Sometimes, no matter how positive we look at life, there would come a time that we would be facing problems that would rattle and take us off balance. If there are a lot of opportunities around, there are also a lot of risks to consider– especially when it comes to our personal finances.
For this reason, we need to prioritize all the decisions that we are going to make in order to have some sort of safety net. Money doesn’t grow on trees, as they say. This is to prepare for the unexpected events–whether good or bad– that may occur. So what are the ways to balance or, at the very least, mitigate the risks that we take as an earner, consumer, or breadwinner? (Read: 3 Things Every Newbie Investor Should Know)
What is financial risk?
You might have heard financial risk when talking about investments– personal or company-wise. Basically, it’s about the cash flow and the possibility of losing money. (Read: Investment 101: The Most Basic Terms You Need to Know)
As a regular earner and consumer, we are constantly dealing with financial risks. It is one of those we cannot run away from. This could either be an effect of the decisions we make, or a circumstance that we are not in control of. No matter the reason, these financial risks can make our break our earnings– it can even take away everything we have.
Financial Risk Management
In order to balance the risks, one must practice financial risk management.
Financial risk management is the process of identifying risks, analyzing them, and making investment decisions– accepting or mitigating the risk.
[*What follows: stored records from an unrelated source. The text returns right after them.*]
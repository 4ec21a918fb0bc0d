use wasm_bindgen::prelude::*;

use crate::game::{COMPUTER_MOVE_DELAY_MS, GameInstance};
use crate::types::GameMode;

pub mod ai;
pub mod board;
pub mod error;
pub mod game;
pub mod types;

#[wasm_bindgen]
pub fn wasm_ready() -> bool {
    true
}

/// Milliseconds the page should wait before calling `computerMove`.
#[wasm_bindgen(js_name = computerMoveDelayMs)]
pub fn computer_move_delay_ms() -> u32 {
    COMPUTER_MOVE_DELAY_MS
}

/// Game handle owned by the page. Every mutating call returns the new
/// `GameState` as a plain object.
#[wasm_bindgen]
pub struct ConnectFive {
    game: GameInstance,
}

#[wasm_bindgen]
impl ConnectFive {
    #[wasm_bindgen(constructor)]
    pub fn new(vs_computer: bool) -> ConnectFive {
        let mode = if vs_computer {
            GameMode::VsComputer
        } else {
            GameMode::TwoPlayer
        };
        ConnectFive {
            game: GameInstance::new_with_default_selector(mode),
        }
    }

    pub fn place(&mut self, row: u8, col: u8) -> Result<JsValue, JsValue> {
        self.game.place(row, col).map_err(to_js_error)?;
        self.state()
    }

    /// Plays the computer's turn. When it has no move the game ends and the
    /// returned state has `is_game_over` set.
    #[wasm_bindgen(js_name = computerMove)]
    pub fn computer_move(&mut self) -> Result<JsValue, JsValue> {
        self.game.do_ai_move().map_err(to_js_error)?;
        self.state()
    }

    pub fn reset(&mut self) -> Result<JsValue, JsValue> {
        self.game.reset();
        self.state()
    }

    #[wasm_bindgen(js_name = isComputerTurn)]
    pub fn is_computer_turn(&self) -> bool {
        self.game.is_computer_turn()
    }

    pub fn state(&self) -> Result<JsValue, JsValue> {
        serde_wasm_bindgen::to_value(&self.game.to_game_state()).map_err(JsValue::from)
    }

    /// Final scores and outcome; an error until the game is over.
    pub fn result(&self) -> Result<JsValue, JsValue> {
        if !self.game.is_game_over {
            return Err(JsValue::from_str("game is not over yet"));
        }
        serde_wasm_bindgen::to_value(&self.game.to_game_result()).map_err(JsValue::from)
    }
}

fn to_js_error(err: error::GameError) -> JsValue {
    JsValue::from_str(&err.to_string())
}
These risks can either be quantitative or qualitative. To do this, you must do a financial needs analysis for you to know the gravity of each risk you will decide to take or not.
For example, your fear of not having your own car this year might be a lesser fear compared to not having an emergency fund. In this example, you decide on whether to take the risk of buying a car and not having enough in case of an emergency, let’s say, a hospitalization. So you weigh what is more important: the risk of having a critical disease and not being able to afford medication or the risk of not driving your own car. Another example is saving up your earnings compared to being broke once you stop working. (Read: Knowing Your Money Personality Can Lead to More Money in the Bank!)
Why do we need to practice this as a habit?
Most people’s spending habits and financial decisions are driven by emotions. It could be greed, jealousy, desperation, or even happiness! These emotions can somewhat alter our rational minds to go with what is practical and sustainable, or what can satisfy us at the moment. (Read: 5 Ways to Manage Your Finances Amid COVID-19)
Mindfully practicing financial risk management involves a calculated and careful identification of the risks in accordance to what we need at the moment. Through this, we are able to channel self-discipline, which contributes to a well-balanced checkbook and life.